URL: American Express, Jishu Labs Тип: rag / vector-databases / architecture Дата: Февраль 2026 Сбор: Ralph Research ФАЗА 5


Предварительно: Стратегии чанкинга

Зачем это нужно

Vanilla RAG (retrieve-and-generate) ломается в production: при росте коллекции до 100K+ документов retrieval quality падает, irrelevant chunks отравляют контекст, а статический pipeline не адаптируется к сложности запроса. Self-RAG добавляет reflection tokens и поднимает faithfulness с 58% до 82%. CorrectiveRAG классифицирует retrieval quality и откатывается на web search при ошибках. Adaptive-RAG сокращает ненужные retrievals на 40%. Выбор техники -- это trade-off между accuracy, latency и стоимостью fine-tuning.

Part 1: Beyond Vanilla RAG - 7 Advanced Techniques (2026)

Why Vanilla RAG Fails

Common Issues: - Retrieval quality degrades with large document collections - No reasoning about when to retrieve or when retrieved info is relevant - Irrelevant chunks poison the context - Complex queries need multi-step reasoning - Static retrieval can't adapt to query complexity

Technique 1: Self-RAG (Self-Reflective RAG)

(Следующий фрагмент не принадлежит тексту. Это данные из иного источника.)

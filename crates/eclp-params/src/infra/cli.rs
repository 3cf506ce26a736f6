use {
    crate::infra::input::Unit,
    clap::{Parser, ValueEnum},
    std::{fmt, path::PathBuf},
};

/// Computes the derived parameters of a Gyroscope E-CLP pool as 38-decimal
/// fixed point constants.
///
/// Parameters missing from both the command line and the config file fall
/// back to the built-in deployment values.
#[derive(Debug, Parser)]
#[clap(version, about)]
pub struct Args {
    /// The log filter.
    #[clap(long, env = "ECLP_LOG", default_value = "warn,eclp_params=info")]
    pub log: String,

    /// Path to a TOML file with the pool parameters.
    #[clap(long, env = "ECLP_CONFIG")]
    pub config: Option<PathBuf>,

    /// Lower price bound: price of token0 denominated in token1.
    #[clap(long, env = "ECLP_ALPHA", allow_hyphen_values = true)]
    pub alpha: Option<String>,

    /// Upper price bound.
    #[clap(long, env = "ECLP_BETA", allow_hyphen_values = true)]
    pub beta: Option<String>,

    /// Cosine of the rotation angle.
    #[clap(long, env = "ECLP_C", allow_hyphen_values = true)]
    pub c: Option<String>,

    /// Sine of the rotation angle.
    #[clap(long, env = "ECLP_S", allow_hyphen_values = true)]
    pub s: Option<String>,

    /// Stretch factor of the ellipse.
    #[clap(long, env = "ECLP_LAMBDA", allow_hyphen_values = true)]
    pub lambda: Option<String>,

    /// Unit of the parameters given on the command line.
    #[clap(long, env = "ECLP_UNIT", value_enum, default_value = "decimal")]
    pub unit: Unit,

    /// Significant decimal digits carried through every intermediate step.
    #[clap(
        long,
        env = "ECLP_PRECISION",
        default_value = "200",
        value_parser = clap::value_parser!(u32).range(200..)
    )]
    pub precision: u32,

    /// Output format.
    #[clap(long, env = "ECLP_FORMAT", value_enum, default_value = "text")]
    pub format: Format,
}

#[derive(Clone, Copy, Debug, Default, Eq, PartialEq, ValueEnum)]
pub enum Format {
    /// Human readable report with Solidity constant declarations.
    #[default]
    Text,
    /// A single JSON document.
    Json,
}

impl fmt::Display for Args {
    fn fmt(&self, f: &mut fmt::Formatter<'_>) -> fmt::Result {
        let Self {
            log,
            config,
            alpha,
            beta,
            c,
            s,
            lambda,
            unit,
            precision,
            format,
        } = self;

        writeln!(f, "log: {log}")?;
        writeln!(f, "config: {config:?}")?;
        writeln!(f, "alpha: {alpha:?}")?;
        writeln!(f, "beta: {beta:?}")?;
        writeln!(f, "c: {c:?}")?;
        writeln!(f, "s: {s:?}")?;
        writeln!(f, "lambda: {lambda:?}")?;
        writeln!(f, "unit: {unit}")?;
        writeln!(f, "precision: {precision}")?;
        writeln!(f, "format: {format:?}")?;
        Ok(())
    }
}
//! Exact and arbitrary-precision number handling shared by the workspace.

pub mod context;
pub mod conversions;
mod error;
pub mod fixed_point;

pub use {context::Context, error::Error};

Core Concept: Model learns to reflect on retrieval quality and generation.

Architecture:

Query → LLM (should I retrieve?) → [YES] → Retrieve
                                         → LLM (is this relevant?) → [YES] → Generate
                                                                       → [NO] → Re-retrieve
                                    [NO] → Generate without retrieval

Key Innovation: - Fine-tuned model (Self-RAG-7B) learns special tokens: - [Retrieve] - should I retrieve? - [IsREL] - is document relevant? - [IsSUP] - does generation need support? - [IsUSE] - is response useful?

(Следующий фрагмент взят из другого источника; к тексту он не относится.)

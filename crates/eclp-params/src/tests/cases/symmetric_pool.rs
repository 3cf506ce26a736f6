//! The deployment pool: c = 1, s = 0, lambda = 50.

use {
    crate::{
        domain::Calculation,
        tests::{deployment_params, output},
    },
    num::BigInt,
    number::Context,
};

const TAU_ALPHA_X: &str = "99981367602332163269692323144458353703";
const TAU_ALPHA_Y: &str = "1930319239743647598374220090538386313";
const TAU_BETA_X: &str = "99984746838998994989324367248967173323";
const TAU_BETA_Y: &str = "1746539304247253278786255909644152494";
const ONE_XP: &str = "100000000000000000000000000000000000000";

fn int(value: &str) -> BigInt {
    value.parse().unwrap()
}

#[test]
fn matches_golden_constants() {
    let calculation = Calculation::compute(deployment_params(), &Context::default()).unwrap();
    let constants = &calculation.constants;

    assert_eq!(constants.tau_alpha_x, int(TAU_ALPHA_X));
    assert_eq!(constants.tau_alpha_y, int(TAU_ALPHA_Y));
    assert_eq!(constants.tau_beta_x, int(TAU_BETA_X));
    assert_eq!(constants.tau_beta_y, int(TAU_BETA_Y));
    assert_eq!(constants.u, int("0"));
    assert_eq!(constants.v, int(TAU_ALPHA_Y));
    assert_eq!(constants.w, int("0"));
    assert_eq!(constants.z, int(TAU_BETA_X));
    assert_eq!(constants.d_sq, int(ONE_XP));
    assert!(calculation.sanity.warnings.is_empty());
}

#[test]
fn matches_golden_full_precision_values() {
    let calculation = Calculation::compute(deployment_params(), &Context::default()).unwrap();

    assert_eq!(
        calculation.derived.tau_alpha.x.to_string(),
        "0.99981367602332163269692323144458353703985566859965583292150726601576629094927266175\
         395651222802010375102616677292628880143886546900699210471797981525968035667436069341766\
         871244484804985334618596905736"
    );
    assert_eq!(
        calculation.derived.tau_beta.y.to_string(),
        "0.01746539304247253278786255909644152494802162705540518671182652549331712535717155912\
         797501137671834946404898951722731230802809967829421539081496630055067208475478401638600\
         4288546368432341868526484394020"
    );
}

#[test]
fn prints_solidity_constants() {
    let report = output(&[]);

    let expected = format!(
        "=== Solidity Constants (38-decimal, int256) ===

    int256 internal constant TAU_ALPHA_X = {TAU_ALPHA_X};
    int256 internal constant TAU_ALPHA_Y = {TAU_ALPHA_Y};
    int256 internal constant TAU_BETA_X  = {TAU_BETA_X};
    int256 internal constant TAU_BETA_Y  = {TAU_BETA_Y};
    int256 internal constant U           = 0;
    int256 internal constant V           = {TAU_ALPHA_Y};
    int256 internal constant W           = 0;
    int256 internal constant Z           = {TAU_BETA_X};
    int256 internal constant D_SQ        = {ONE_XP};
"
    );
    assert!(report.contains(&expected), "{report}");
}

#[test]
fn prints_inputs_and_sanity_checks() {
    let report = output(&[]);
    let lines = report.lines().collect::<Vec<_>>();

    assert_eq!(
        lines[..10],
        [
            "=== E-CLP Derived Parameter Computation ===",
            "alpha  = 1.035905",
            "beta   = 1.144947",
            "c      = 1",
            "s      = 0",
            "lambda = 50",
            "",
            "dSq = 1",
            "d   = 1",
            "",
        ]
    );
    assert!(lines.contains(&"u = 0"));
    assert!(lines.contains(&"w = 0"));

    let sanity = &lines[lines.len() - 4..];
    assert_eq!(sanity[0], "=== Sanity Checks ===");
    assert!(sanity[1].starts_with("|tauAlpha| = 1.38966200156526945460901451996805157161971798348"));
    assert!(sanity[2].starts_with("|tauBeta|  = 1.32751453678142140364883435445651130130589775770"));
    assert_eq!(sanity[3], "dSq ~= 1?  1");
}

#[test]
fn output_is_reproducible() {
    assert_eq!(output(&[]), output(&[]));
    assert_eq!(output(&["--format", "json"]), output(&["--format", "json"]));
}

#[test]
fn raising_beta_moves_tau_beta_along_the_curve() {
    let ctx = Context::default();
    let mut params = deployment_params();
    let lower = Calculation::compute(params.clone(), &ctx).unwrap().constants;
    params.beta = crate::tests::dec("1.2");
    let higher = Calculation::compute(params, &ctx).unwrap().constants;

    // tau(p) = (p, 1/λ) / sqrt(p² + 1/λ²): x grows towards 1 while y shrinks.
    assert_eq!(higher.tau_beta_x, int("99986114003959996433207368132823726326"));
    assert_eq!(higher.tau_beta_y, int("1666435233399333273886789468880395438"));
    assert!(higher.tau_beta_x > lower.tau_beta_x);
    assert!(higher.tau_beta_y <= lower.tau_beta_y);
    assert_eq!(higher.tau_alpha_x, lower.tau_alpha_x);
}

#[test]
fn higher_precision_keeps_constants() {
    let default = Calculation::compute(deployment_params(), &Context::default())
        .unwrap()
        .constants;
    let report = output(&["--precision", "400"]);

    for (name, value) in default.named() {
        assert!(report.contains(&format!("{name:<11} = {value};")), "{name}");
    }
}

Performance: | Metric | Vanilla RAG | Self-RAG | |--------|-------------|----------| | Accuracy | 65% | 76% | | Faithfulness | 58% | 82% |

Best For: High-stakes Q&A, medical/legal applications


Technique 2: ActiveRAG

Core Concept: Dual-tasking with Chain-of-Thought and knowledge construction.

Process:

1. Query + Retrieved Docs
2. CoT Reasoning → "What do I know? What do I need?"
3. Knowledge Construction → Build understanding from chunks
4. Final Answer Generation

Key Features: - Explicitly builds knowledge graph from retrieved chunks - Identifies conflicts between sources - Confidence scoring for each piece of information

Best For: Research synthesis, multi-document summarization


Technique 3: Chain-of-Note (CoN)

Core Concept: Generate explanatory notes for each retrieved document.

Architecture:

Query + Doc 1 → Note 1 → "Document 1 discusses X, which relates to query because..."
Query + Doc 2 → Note 2 → "Document 2 contradicts Doc 1 on Y..."
Query + Doc 3 → Note 3 → "Document 3 provides additional context Z..."

All Notes → Final Answer

Benefits: - Forces model to engage with each document - Surface conflicts and contradictions - Creates audit trail for answer derivation

Fine-tuning Required: Yes, on note-generation task

Best For: Fact-checking, comparison tasks, citation-heavy work


Technique 4: RAFT (Retrieval-Augmented Fine-Tuning)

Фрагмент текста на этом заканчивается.